September is National Childhood Obesity Month.  Almost 20% of American children are considered obese -  that is one out of five. This can lead to lifelong physical and mental health problems. Obesity can also increase a child’s chances of developing asthma, sleep apnea, and type 2 diabetes.  Children with obesity can be bullied and teased more than their normal-weight peers. They are also more likely to suffer from social isolation, depression, and lower self-esteem. And Children with obesity are more likely to be obese adults. Adult obesity is associated with a higher risk of type 2 diabetes, heart disease, and many types of cancers. We need to do all we can to change their lifestyle and risk a lifetime of physical and mental health issues. 

There are many causes of childhood obesity and because every child grows at different rates it can be hard to pinpoint just one.  If a child you know spends a lot of time being inactive this can be a contributing factor.  Limiting screen time and signing a child up for sports or encouraging him or her to play outside is a helpful fix to a sedentary lifestyle. 

Diet plays a major role as well, so it is important to limit sugary, fast foods, and processed foods.  Replace sugary soda and juice with water flavored with fruit.
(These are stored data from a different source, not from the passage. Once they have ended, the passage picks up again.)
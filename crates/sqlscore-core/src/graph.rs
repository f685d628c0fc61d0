use std::collections::{BTreeSet, HashMap};
use std::fmt;
use std::sync::Arc;

use serde::Serialize;

use crate::error::{GraphError, Result, TaskError};
use crate::scheduler::{ExecutionReport, TaskInputs, TaskOutput};

/// Boxed task body: named inputs in, type-erased payload out.
pub type Executable =
    Arc<dyn Fn(&TaskInputs) -> std::result::Result<TaskOutput, TaskError> + Send + Sync>;

/// A named unit of work with explicitly declared dependencies.
///
/// Nodes are assembled with the builder methods and become immutable once
/// handed to a [`TaskGraph`].
#[derive(Clone)]
pub struct TaskNode {
    pub(crate) name: String,
    pub(crate) executable: Executable,
    pub(crate) depends_on: Vec<String>,
    pub(crate) description: Option<String>,
}

impl TaskNode {
    /// Wrap a typed task body. The returned payload is shared with dependents
    /// under this task's name.
    pub fn new<F, T, E>(name: impl Into<String>, body: F) -> Self
    where
        F: Fn(&TaskInputs) -> std::result::Result<T, E> + Send + Sync + 'static,
        T: Send + Sync + 'static,
        E: Into<TaskError>,
    {
        let executable: Executable = Arc::new(move |inputs: &TaskInputs| {
            body(inputs)
                .map(|value| Arc::new(value) as TaskOutput)
                .map_err(Into::into)
        });
        Self {
            name: name.into(),
            executable,
            depends_on: Vec::new(),
            description: None,
        }
    }

    pub fn depends_on<I, S>(mut self, dependencies: I) -> Self
    where
        I: IntoIterator<Item = S>,
        S: Into<String>,
    {
        self.depends_on
            .extend(dependencies.into_iter().map(Into::into));
        self
    }

    pub fn describe(mut self, description: impl Into<String>) -> Self {
        self.description = Some(description.into());
        self
    }

    pub fn name(&self) -> &str {
        &self.name
    }

    pub fn dependencies(&self) -> &[String] {
        &self.depends_on
    }

    pub fn description(&self) -> Option<&str> {
        self.description.as_deref()
    }
}

impl fmt::Debug for TaskNode {
    fn fmt(&self, f: &mut fmt::Formatter<'_>) -> fmt::Result {
        f.debug_struct("TaskNode")
            .field("name", &self.name)
            .field("depends_on", &self.depends_on)
            .field("description", &self.description)
            .finish_non_exhaustive()
    }
}

/// Static and (optionally) runtime information about one task.
#[derive(Debug, Clone, Serialize)]
pub struct TaskInfo {
    pub name: String,
    pub description: Option<String>,
    pub dependencies: Vec<String>,
    pub dependents: Vec<String>,
    pub executed: bool,
    #[serde(skip_serializing_if = "Option::is_none")]
    pub success: Option<bool>,
    #[serde(skip_serializing_if = "Option::is_none")]
    pub duration_ms: Option<f64>,
    #[serde(skip_serializing_if = "Option::is_none")]
    pub error: Option<String>,
}

/// Directed acyclic graph of tasks, stored as a node list plus a name index.
#[derive(Debug, Clone, Default)]
pub struct TaskGraph {
    name: String,
    nodes: Vec<TaskNode>,
    index: HashMap<String, usize>,
}

impl TaskGraph {
    pub fn new(name: impl Into<String>) -> Self {
        Self {
            name: name.into(),
            nodes: Vec::new(),
            index: HashMap::new(),
        }
    }

    /// Assemble a graph from nodes declared in any order.
    ///
    /// Only duplicate names are rejected here; unknown dependencies and
    /// cycles are reported by [`TaskGraph::validate`].
    pub fn from_nodes(name: impl Into<String>, nodes: Vec<TaskNode>) -> Result<Self> {
        let mut graph = Self::new(name);
        for node in nodes {
            graph.insert(node)?;
        }
        Ok(graph)
    }

    /// Register a task. Every dependency must already be registered.
    pub fn add_task(&mut self, node: TaskNode) -> Result<()> {
        if self.index.contains_key(&node.name) {
            return Err(GraphError::DuplicateTask(node.name));
        }
        if let Some(missing) = node
            .depends_on
            .iter()
            .find(|dependency| !self.index.contains_key(*dependency))
        {
            return Err(GraphError::UnknownDependency {
                task: node.name.clone(),
                dependency: missing.clone(),
            });
        }
        tracing::debug!(
            task = %node.name,
            dependencies = node.depends_on.len(),
            "task registered"
        );
        self.insert(node)
    }

    fn insert(&mut self, node: TaskNode) -> Result<()> {
        if self.index.contains_key(&node.name) {
            return Err(GraphError::DuplicateTask(node.name));
        }
        self.index.insert(node.name.clone(), self.nodes.len());
        self.nodes.push(node);
        Ok(())
    }

    pub fn name(&self) -> &str {
        &self.name
    }

    pub fn len(&self) -> usize {
        self.nodes.len()
    }

    pub fn is_empty(&self) -> bool {
        self.nodes.is_empty()
    }

    pub fn node(&self, name: &str) -> Option<&TaskNode> {
        self.index.get(name).map(|idx| &self.nodes[*idx])
    }

    pub fn nodes(&self) -> impl Iterator<Item = &TaskNode> {
        self.nodes.iter()
    }

    pub fn edge_count(&self) -> usize {
        self.nodes.iter().map(|node| node.depends_on.len()).sum()
    }

    /// Tasks that list `name` as a dependency, in registration order.
    pub fn dependents(&self, name: &str) -> Vec<&str> {
        self.nodes
            .iter()
            .filter(|node| node.depends_on.iter().any(|dep| dep == name))
            .map(|node| node.name.as_str())
            .collect()
    }

    /// Check that every dependency resolves and that the graph is acyclic.
    pub fn validate(&self) -> Result<()> {
        for node in &self.nodes {
            if let Some(missing) = node
                .depends_on
                .iter()
                .find(|dependency| !self.index.contains_key(*dependency))
            {
                return Err(GraphError::UnknownDependency {
                    task: node.name.clone(),
                    dependency: missing.clone(),
                });
            }
        }

        if let Some(path) = self.find_cycle() {
            tracing::error!(graph = %self.name, cycle = %path.join(" -> "), "graph contains a cycle");
            return Err(GraphError::Cycle { path });
        }

        Ok(())
    }

    /// Topological order (Kahn). Independent tasks keep registration order.
    pub fn execution_order(&self) -> Result<Vec<String>> {
        self.validate()?;

        let mut indegree: Vec<usize> = self
            .nodes
            .iter()
            .map(|node| node.depends_on.len())
            .collect();
        let dependents = self.dependent_indices();

        let mut ready: BTreeSet<usize> = indegree
            .iter()
            .enumerate()
            .filter_map(|(idx, count)| (*count == 0).then_some(idx))
            .collect();

        let mut order = Vec::with_capacity(self.nodes.len());
        while let Some(idx) = ready.pop_first() {
            order.push(self.nodes[idx].name.clone());
            for &target in &dependents[idx] {
                indegree[target] = indegree[target].saturating_sub(1);
                if indegree[target] == 0 {
                    ready.insert(target);
                }
            }
        }

        if order.len() != self.nodes.len() {
            let path = self.find_cycle().unwrap_or_default();
            return Err(GraphError::Cycle { path });
        }
        Ok(order)
    }

    pub fn task_info(&self, name: &str, report: Option<&ExecutionReport>) -> Result<TaskInfo> {
        let node = self
            .node(name)
            .ok_or_else(|| GraphError::UnknownTask(name.to_string()))?;
        let result = report.and_then(|report| report.result(name));

        Ok(TaskInfo {
            name: node.name.clone(),
            description: node.description.clone(),
            dependencies: node.depends_on.clone(),
            dependents: self
                .dependents(name)
                .into_iter()
                .map(str::to_string)
                .collect(),
            executed: result.is_some(),
            success: result.map(|result| result.success),
            duration_ms: result.map(|result| result.duration.as_secs_f64() * 1000.0),
            error: result
                .and_then(|result| result.error.as_ref())
                .map(ToString::to_string),
        })
    }

    /// Edges in execution direction: `dependents[i]` lists nodes waiting on `i`.
    fn dependent_indices(&self) -> Vec<Vec<usize>> {
        let mut dependents = vec![Vec::new(); self.nodes.len()];
        for (idx, node) in self.nodes.iter().enumerate() {
            for dependency in &node.depends_on {
                if let Some(&dep_idx) = self.index.get(dependency) {
                    dependents[dep_idx].push(idx);
                }
            }
        }
        dependents
    }

    /// Depth-first search along dependency edges; returns the first cycle
    /// found as a closed path (`a -> b -> a`).
    fn find_cycle(&self) -> Option<Vec<String>> {
        let mut marks = vec![Mark::Unvisited; self.nodes.len()];
        let mut stack = Vec::new();
        for start in 0..self.nodes.len() {
            if marks[start] == Mark::Unvisited {
                if let Some(cycle) = self.visit(start, &mut marks, &mut stack) {
                    return Some(cycle);
                }
            }
        }
        None
    }

    fn visit(&self, idx: usize, marks: &mut [Mark], stack: &mut Vec<usize>) -> Option<Vec<String>> {
        marks[idx] = Mark::InProgress;
        stack.push(idx);

        for dependency in &self.nodes[idx].depends_on {
            let Some(&dep_idx) = self.index.get(dependency) else {
                continue;
            };
            match marks[dep_idx] {
                Mark::InProgress => {
                    let start = stack.iter().position(|&item| item == dep_idx)?;
                    let mut path: Vec<String> = stack[start..]
                        .iter()
                        .map(|&item| self.nodes[item].name.clone())
                        .collect();
                    path.push(self.nodes[dep_idx].name.clone());
                    return Some(path);
                }
                Mark::Unvisited => {
                    if let Some(cycle) = self.visit(dep_idx, marks, stack) {
                        return Some(cycle);
                    }
                }
                Mark::Done => {}
            }
        }

        stack.pop();
        marks[idx] = Mark::Done;
        None
    }
}

#[derive(Debug, Clone, Copy, PartialEq, Eq)]
enum Mark {
    Unvisited,
    InProgress,
    Done,
}

#[cfg(test)]
mod tests {
    use super::*;

    fn noop(name: &str) -> TaskNode {
        TaskNode::new(name, |_: &TaskInputs| Ok::<_, TaskError>(()))
    }

    #[test]
    fn rejects_duplicate_names() {
        let mut graph = TaskGraph::new("test");
        graph.add_task(noop("load")).unwrap();
        let err = graph.add_task(noop("load")).unwrap_err();
        assert_eq!(err, GraphError::DuplicateTask("load".to_string()));
    }

    #[test]
    fn rejects_forward_references_at_registration() {
        let mut graph = TaskGraph::new("test");
        let err = graph
            .add_task(noop("aggregate").depends_on(["evaluate"]))
            .unwrap_err();
        assert_eq!(
            err,
            GraphError::UnknownDependency {
                task: "aggregate".to_string(),
                dependency: "evaluate".to_string(),
            }
        );
        assert!(graph.is_empty());
    }

    #[test]
    fn orders_dependencies_before_dependents() {
        let mut graph = TaskGraph::new("test");
        graph.add_task(noop("config")).unwrap();
        graph.add_task(noop("dataset")).unwrap();
        graph
            .add_task(noop("metrics").depends_on(["config"]))
            .unwrap();
        graph
            .add_task(noop("evaluate").depends_on(["dataset", "metrics"]))
            .unwrap();
        graph
            .add_task(noop("report").depends_on(["evaluate"]))
            .unwrap();

        let order = graph.execution_order().expect("acyclic graph");
        assert_eq!(order.len(), 5);
        let position = |name: &str| order.iter().position(|item| item == name).unwrap();
        assert!(position("config") < position("metrics"));
        assert!(position("dataset") < position("evaluate"));
        assert!(position("metrics") < position("evaluate"));
        assert!(position("evaluate") < position("report"));
        assert_eq!(graph.edge_count(), 4);
    }

    #[test]
    fn validate_reports_a_concrete_cycle() {
        let graph = TaskGraph::from_nodes(
            "cyclic",
            vec![
                noop("a").depends_on(["c"]),
                noop("b").depends_on(["a"]),
                noop("c").depends_on(["b"]),
                noop("d"),
            ],
        )
        .unwrap();

        let err = graph.validate().unwrap_err();
        let GraphError::Cycle { path } = err else {
            panic!("expected cycle error");
        };
        assert_eq!(path.first(), path.last());
        assert_eq!(path.len(), 4);
        for name in ["a", "b", "c"] {
            assert!(path.iter().any(|item| item == name));
        }
        assert!(graph.execution_order().is_err());
    }

    #[test]
    fn validate_reports_unknown_dependencies_from_declared_nodes() {
        let graph =
            TaskGraph::from_nodes("loose", vec![noop("report").depends_on(["missing"])]).unwrap();
        assert!(matches!(
            graph.validate(),
            Err(GraphError::UnknownDependency { .. })
        ));
    }

    #[test]
    fn from_nodes_accepts_out_of_order_declarations() {
        let graph = TaskGraph::from_nodes(
            "declared",
            vec![noop("report").depends_on(["load"]), noop("load")],
        )
        .unwrap();
        assert_eq!(graph.execution_order().unwrap(), vec!["load", "report"]);
    }

    #[test]
    fn task_info_lists_dependents() {
        let mut graph = TaskGraph::new("test");
        graph.add_task(noop("load").describe("load data")).unwrap();
        graph.add_task(noop("score").depends_on(["load"])).unwrap();

        let info = graph.task_info("load", None).unwrap();
        assert_eq!(info.description.as_deref(), Some("load data"));
        assert_eq!(info.dependents, vec!["score".to_string()]);
        assert!(!info.executed);
        assert!(graph.task_info("unknown", None).is_err());
    }
}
Start their day with a big glass of water and have them drink water throughout the day to keep them full and to help them stay hydrated.

Get your kids involved in the food shopping and cooking so they can learn more about nutrition. Stock your cupboards and refrigerator with healthy, nutritious foods. Overhauling your family’s diet all at once can cause confusion and frustration. Start with a few changes each week and with your whole family about these changes. Focus less on losing weight and more on living healthier. Get the whole family on board so one child does not feel singled out.

As a parent, it is our job to teach our children about living a healthy lifestyle, That is why it is crucial for us to set an example of eating nutritious foods and getting regular physical activity, as well as avoiding harmful habits such as smoking. Children learn more from what we do than what we say.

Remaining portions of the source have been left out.